Дмитрий Криушов # 16 мая 2012 в 22:12 0
Здравствуйте, Юрий! Извините, ежели мысли несколько сумбурны, потому вкратце. Очень хорошо? Да. Есть "поскальзывания"? Ну, есть. Как человек, ценящий в первую главу критику, а не похвалу, скажу: крайне неубедителен диалог белых офицеров в самом начале. Нет, понимаю, Густав: он - немец. Хотя обрусевших немцев, истовых патриотов, у нас было - хоть пруд их кровью пруди. За что им честь и хвала. Но: отчего же никто из них о Боге-то не вспомнил перед расстрелом?! Попы не в счет.
И, в следующей главе, тот же Гофф укоряет большевика Горюнова в безбожии.
Затем (это уже так, мелочи): чуток подправьте немецкий, так даже фольксдойчи не разговаривали.

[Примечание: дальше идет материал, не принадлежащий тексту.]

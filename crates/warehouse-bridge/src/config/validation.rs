//! Configuration validation.

use super::Config;
use crate::error::{BridgeError, Result};

/// Validate the configuration.
pub fn validate(config: &Config) -> Result<()> {
    for (field, value) in [
        ("key_file", &config.key_file),
        ("vault_file", &config.vault_file),
        ("connections_file", &config.connections_file),
    ] {
        if let Some(path) = value {
            if path.as_os_str().is_empty() {
                return Err(BridgeError::Config(format!("{} cannot be empty", field)));
            }
        }
    }

    if config.export.output_dir.trim().is_empty() {
        return Err(BridgeError::Config(
            "export.output_dir cannot be empty".into(),
        ));
    }

    if let (Some(key), Some(vault)) = (&config.key_file, &config.vault_file) {
        if key == vault {
            return Err(BridgeError::Config(
                "vault_file must differ from key_file".into(),
            ));
        }
    }

    Ok(())
}

#[cfg(test)]
mod tests {
    use super::*;
    use std::path::PathBuf;

    #[test]
    fn test_default_config_is_valid() {
        assert!(validate(&Config::default()).is_ok());
    }

    #[test]
    fn test_empty_paths_rejected() {
        let config = Config {
            key_file: Some(PathBuf::new()),
            ..Default::default()
        };
        let err = validate(&config).unwrap_err();
        assert!(err.to_string().contains("key_file"));
    }

    #[test]
    fn test_empty_output_dir_rejected() {
        let mut config = Config::default();
        config.export.output_dir = "  ".into();
        assert!(validate(&config).is_err());
    }

    #[test]
    fn test_vault_cannot_share_key_file() {
        let config = Config {
            key_file: Some(PathBuf::from("/etc/wb/key")),
            vault_file: Some(PathBuf::from("/etc/wb/key")),
            ..Default::default()
        };
        assert!(validate(&config).is_err());
    }
}
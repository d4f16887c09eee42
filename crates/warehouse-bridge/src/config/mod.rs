//! Configuration loading and validation.

mod types;
mod validation;

pub use types::*;

use std::path::Path;

use tracing::debug;

use crate::error::{BridgeError, Result};

/// Configuration file read when `--config` is not given.
pub const DEFAULT_CONFIG_FILE: &str = "warehouse-bridge.yaml";

impl Config {
    /// Load configuration from a YAML file.
    pub fn load<P: AsRef<Path>>(path: P) -> Result<Self> {
        let content = std::fs::read_to_string(path)?;
        Self::from_yaml(&content)
    }

    /// Load an explicitly named file, or the default file when present.
    ///
    /// A missing default file yields built-in defaults; a missing explicit
    /// file is an error.
    pub fn resolve(explicit: Option<&Path>) -> Result<Self> {
        match explicit {
            Some(path) => Self::load(path),
            None => {
                let default = Path::new(DEFAULT_CONFIG_FILE);
                if default.is_file() {
                    debug!("Loading configuration from {:?}", default);
                    Self::load(default)
                } else {
                    Ok(Self::default())
                }
            }
        }
    }

    /// Parse configuration from a YAML string.
    pub fn from_yaml(yaml: &str) -> Result<Self> {
        let config: Config = serde_yaml::from_str(yaml)
            .map_err(|e| BridgeError::Config(format!("invalid configuration: {}", e)))?;
        config.validate()?;
        Ok(config)
    }

    /// Validate the configuration.
    pub fn validate(&self) -> Result<()> {
        validation::validate(self)
    }
}
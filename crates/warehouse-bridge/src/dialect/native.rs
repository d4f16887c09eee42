//! Parsing of native type descriptors.
//!
//! Introspection reports types in several shapes depending on the engine and
//! the catalog queried: `int4`, `character varying(255)`, `decimal(10,2)
//! unsigned`, `timestamp(3) with time zone`, `int identity`, `integer[]`.
//! [`NativeType::parse`] reduces all of them to a normalized base name plus
//! the arguments and modifiers the mappers care about.

/// Words that modify a type rather than name it.
const MODIFIERS: &[&str] = &[
    "unsigned",
    "signed",
    "zerofill",
    "identity",
    "auto_increment",
];

/// A parsed native type descriptor.
#[derive(Debug, Clone, PartialEq, Eq)]
pub struct NativeType {
    /// The descriptor exactly as reported, trimmed.
    pub original: String,
    /// Lowercased base name with arguments and modifiers removed
    /// (`"timestamp with time zone"`, `"varchar"`, `"_int4"`).
    pub base: String,
    /// Raw arguments of the type's parenthesized group, if any.
    pub args: Vec<String>,
    /// `unsigned` modifier present.
    pub unsigned: bool,
    /// `identity` or `auto_increment` modifier present.
    pub identity: bool,
    /// Number of trailing `[]` array dimensions.
    pub array_dims: usize,
}

enum Token {
    Word(String),
    Group(String),
}

fn tokenize(input: &str) -> Vec<Token> {
    let mut tokens = Vec::new();
    let mut word = String::new();
    let mut chars = input.chars();

    while let Some(c) = chars.next() {
        match c {
            '(' => {
                if !word.is_empty() {
                    tokens.push(Token::Word(std::mem::take(&mut word)));
                }
                let mut depth = 1;
                let mut in_quote = false;
                let mut group = String::new();
                for c in chars.by_ref() {
                    match c {
                        '\'' => {
                            in_quote = !in_quote;
                            group.push(c);
                        }
                        '(' if !in_quote => {
                            depth += 1;
                            group.push(c);
                        }
                        ')' if !in_quote => {
                            depth -= 1;
                            if depth == 0 {
                                break;
                            }
                            group.push(c);
                        }
                        _ => group.push(c),
                    }
                }
                tokens.push(Token::Group(group.trim().to_string()));
            }
            c if c.is_whitespace() => {
                if !word.is_empty() {
                    tokens.push(Token::Word(std::mem::take(&mut word)));
                }
            }
            _ => word.push(c),
        }
    }
    if !word.is_empty() {
        tokens.push(Token::Word(word));
    }

    tokens
}

fn split_args(group: &str) -> Vec<String> {
    let mut args = Vec::new();
    let mut current = String::new();
    let mut in_quote = false;
    for c in group.chars() {
        match c {
            '\'' => {
                in_quote = !in_quote;
                current.push(c);
            }
            ',' if !in_quote => args.push(std::mem::take(&mut current).trim().to_string()),
            _ => current.push(c),
        }
    }
    if !current.trim().is_empty() || !args.is_empty() {
        args.push(current.trim().to_string());
    }
    args
}

impl NativeType {
    /// Parse a native type descriptor. Never fails; unrecognized shapes
    /// simply produce a base name the mappers will not find.
    pub fn parse(raw: &str) -> Self {
        let original = raw.trim().to_string();
        let mut lower = original.to_lowercase();

        let mut array_dims = 0;
        while lower.ends_with(']') {
            match lower.rfind('[') {
                Some(idx) => {
                    lower.truncate(idx);
                    lower = lower.trim_end().to_string();
                    array_dims += 1;
                }
                None => break,
            }
        }

        let mut words = Vec::new();
        let mut args = Vec::new();
        let mut unsigned = false;
        let mut identity = false;
        let mut in_modifiers = false;

        for token in tokenize(&lower) {
            match token {
                Token::Word(word) => {
                    if MODIFIERS.contains(&word.as_str()) {
                        in_modifiers = true;
                        match word.as_str() {
                            "unsigned" => unsigned = true,
                            "identity" | "auto_increment" => identity = true,
                            _ => {}
                        }
                    } else if !in_modifiers {
                        words.push(word);
                    }
                }
                Token::Group(group) => {
                    if !in_modifiers && args.is_empty() {
                        args = split_args(&group);
                    }
                }
            }
        }

        Self {
            original,
            base: words.join(" "),
            args,
            unsigned,
            identity,
            array_dims,
        }
    }

    /// First argument as a length; `max` maps to -1.
    pub fn length_arg(&self) -> Option<i64> {
        let first = self.args.first()?;
        if first.eq_ignore_ascii_case("max") {
            return Some(-1);
        }
        first.parse().ok()
    }

    /// First argument as numeric precision.
    pub fn precision_arg(&self) -> Option<u32> {
        self.args.first()?.parse().ok()
    }

    /// Second argument as numeric scale.
    pub fn scale_arg(&self) -> Option<u32> {
        self.args.get(1)?.parse().ok()
    }

    /// Descriptor of the array element type, for `integer[]`-style arrays.
    pub fn element(&self) -> Option<NativeType> {
        if self.array_dims == 0 {
            return None;
        }
        let mut inner = self.clone();
        inner.array_dims -= 1;
        inner.original = match self.original.rfind('[') {
            Some(idx) => self.original[..idx].trim_end().to_string(),
            None => self.original.clone(),
        };
        Some(inner)
    }
}
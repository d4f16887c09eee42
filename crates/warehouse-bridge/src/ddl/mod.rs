//! Warehouse DDL synthesis from a mapping artifact.
//!
//! Statements are produced in two passes:
//!
//! 1. `CREATE SCHEMA IF NOT EXISTS` per selected schema, then one
//!    `CREATE TABLE IF NOT EXISTS` per table, in selection order.
//! 2. One `ALTER TABLE ... ADD CONSTRAINT ... FOREIGN KEY` per foreign key,
//!    in table-then-declaration order.
//!
//! Every table exists before any constraint references it, so cyclic or
//! forward references need no dependency ordering. Synthesis never fails:
//! unmapped columns are emitted as `VARCHAR` with a trailing comment.

use std::collections::{HashMap, HashSet};

use tracing::{debug, warn};

use crate::artifact::MappingArtifact;
use crate::core::identifier::{qualify, quote_ident, quote_list};
use crate::core::schema::{ForeignKey, Table};
use crate::dialect::{mapper_for, TypeMapper};

/// Notice prepended to every script.
pub const DECLARATIVE_CONSTRAINTS_NOTICE: &str = "PRIMARY KEY and FOREIGN KEY constraints are declarative: \
the warehouse records them but does not enforce them. Verify referential integrity in the load process.";

/// Synthesized DDL.
#[derive(Debug, Clone, PartialEq, Eq)]
pub struct DdlScript {
    /// Header comment lines, each starting with `-- `.
    pub header: Vec<String>,
    /// Statements in execution order, each terminated by `;`.
    pub statements: Vec<String>,
    /// Lossy conversions and dangling foreign keys, for operator review.
    pub warnings: Vec<String>,
}

impl DdlScript {
    /// Render the script: header, blank line, statements separated by blank
    /// lines, trailing newline.
    pub fn render(&self) -> String {
        let mut out = String::new();
        for line in &self.header {
            out.push_str(line);
            out.push('\n');
        }
        for statement in &self.statements {
            out.push('\n');
            out.push_str(statement);
            out.push('\n');
        }
        out
    }
}

fn comment_text(text: &str) -> String {
    text.replace(['\r', '\n'], " ")
}

/// Constraint name `fk_<table>_<col1>[_<colN>]`, suffixed `_2`, `_3`, ... on
/// collision. Constraint names share one namespace per schema, so `used`
/// covers every table of the schema.
fn constraint_name(table: &Table, fk: &ForeignKey, used: &mut HashSet<String>) -> String {
    let base = format!("fk_{}_{}", table.name, fk.columns.join("_"));
    let mut name = base.clone();
    let mut n = 2;
    while !used.insert(name.clone()) {
        name = format!("{}_{}", base, n);
        n += 1;
    }
    name
}

/// Render one `CREATE TABLE` statement. Returns the statement and the
/// warnings of flagged columns.
pub fn create_table_statement(table: &Table, mapper: &dyn TypeMapper) -> (String, Vec<String>) {
    let mut clauses: Vec<(String, Option<String>)> = Vec::with_capacity(table.columns.len() + 1);
    let mut warnings = Vec::new();

    for column in &table.columns {
        let mapping = mapper.map_column(column);
        let mut clause = format!("{} {}", quote_ident(&column.name), mapping.canonical_type);

        if mapping.identity {
            clause.push_str(" IDENTITY(1,1)");
        } else if let Some(default) = column
            .default
            .as_deref()
            .and_then(|expr| mapper.map_default(expr))
        {
            clause.push_str(" DEFAULT ");
            clause.push_str(&default);
        }

        if !column.nullable {
            clause.push_str(" NOT NULL");
        }

        let comment = mapping.warning.as_deref().map(comment_text);
        if let Some(text) = &comment {
            warnings.push(format!("{}.{}: {}", table.full_name(), column.name, text));
        }
        clauses.push((clause, comment));
    }

    if let Some(pk) = table.primary_key.as_ref().filter(|pk| !pk.columns.is_empty()) {
        clauses.push((format!("PRIMARY KEY ({})", quote_list(&pk.columns)), None));
    }

    let last = clauses.len().saturating_sub(1);
    let body: Vec<String> = clauses
        .into_iter()
        .enumerate()
        .map(|(i, (clause, comment))| {
            let sep = if i < last { "," } else { "" };
            match comment {
                Some(text) => format!("{}{} -- {}", clause, sep, text),
                None => format!("{}{}", clause, sep),
            }
        })
        .collect();

    let statement = format!(
        "CREATE TABLE IF NOT EXISTS {} (\n    {}\n);",
        qualify(&table.schema, &table.name),
        body.join("\n    ")
    );
    (statement, warnings)
}

/// Render one `ALTER TABLE ... FOREIGN KEY` statement.
pub fn foreign_key_statement(table: &Table, fk: &ForeignKey, name: &str) -> String {
    format!(
        "ALTER TABLE {} ADD CONSTRAINT {} FOREIGN KEY ({}) REFERENCES {} ({});",
        qualify(&table.schema, &table.name),
        quote_ident(name),
        quote_list(&fk.columns),
        qualify(&fk.referenced_schema, &fk.referenced_table),
        quote_list(&fk.referenced_columns)
    )
}

/// Synthesize the warehouse DDL for an artifact.
///
/// Deterministic: the same artifact always produces byte-identical output.
pub fn synthesize(artifact: &MappingArtifact) -> DdlScript {
    let mapper = mapper_for(artifact.engine());
    let tables = artifact.ordered_tables();

    let header = vec![
        format!("-- Warehouse DDL for mapping '{}'", comment_text(&artifact.name)),
        format!(
            "-- Source: {} database {}, mapping created {}",
            artifact.engine(),
            comment_text(&artifact.source.connection.database),
            artifact.created_at.to_rfc3339()
        ),
        format!("-- {}", DECLARATIVE_CONSTRAINTS_NOTICE),
    ];

    let mut statements = Vec::new();
    let mut warnings = Vec::new();

    // Selected schemas are unique; artifact validation rejects repeats.
    for schema in &artifact.selected_schemas {
        statements.push(format!("CREATE SCHEMA IF NOT EXISTS {};", quote_ident(schema)));
    }

    for table in &tables {
        let (statement, column_warnings) = create_table_statement(table, mapper);
        for w in &column_warnings {
            warn!("{}", w);
        }
        warnings.extend(column_warnings);
        debug!("CREATE TABLE {}", table.full_name());
        statements.push(statement);
    }

    let selected: HashSet<(&str, &str)> = tables
        .iter()
        .map(|t| (t.schema.as_str(), t.name.as_str()))
        .collect();

    let mut used_names: HashMap<&str, HashSet<String>> = HashMap::new();
    for table in &tables {
        let used = used_names.entry(table.schema.as_str()).or_default();
        for fk in &table.foreign_keys {
            let name = constraint_name(table, fk, used);
            let target = (fk.referenced_schema.as_str(), fk.referenced_table.as_str());
            if !selected.contains(&target) {
                let message = format!(
                    "{}: foreign key {} references {}, which is not among the selected tables",
                    table.full_name(),
                    name,
                    fk.referenced_full_name()
                );
                warn!("{}", message);
                warnings.push(message);
            }
            debug!("FOREIGN KEY {} on {}", name, table.full_name());
            statements.push(foreign_key_statement(table, fk, &name));
        }
    }

    DdlScript {
        header,
        statements,
        warnings,
    }
}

Да, и ещё: у Вас немного обрезался левый край текста: читать неудобно. Поправьте, хорошо?
С уважением - Дмитрий.
Юрий Семёнов # 22 июня 2012 в 19:53 0
Здравствуйте, Дмитрий! Всё принял к сведению, спасибо. Критику уважаю, когда она по делу. На сей раз так оно и есть. Сорняки, конечно же, надо выпалывать. Очень жаль, что не всегда на это есть время, особенно когда тебе за восемьдесят. Всего доброго! Юмс.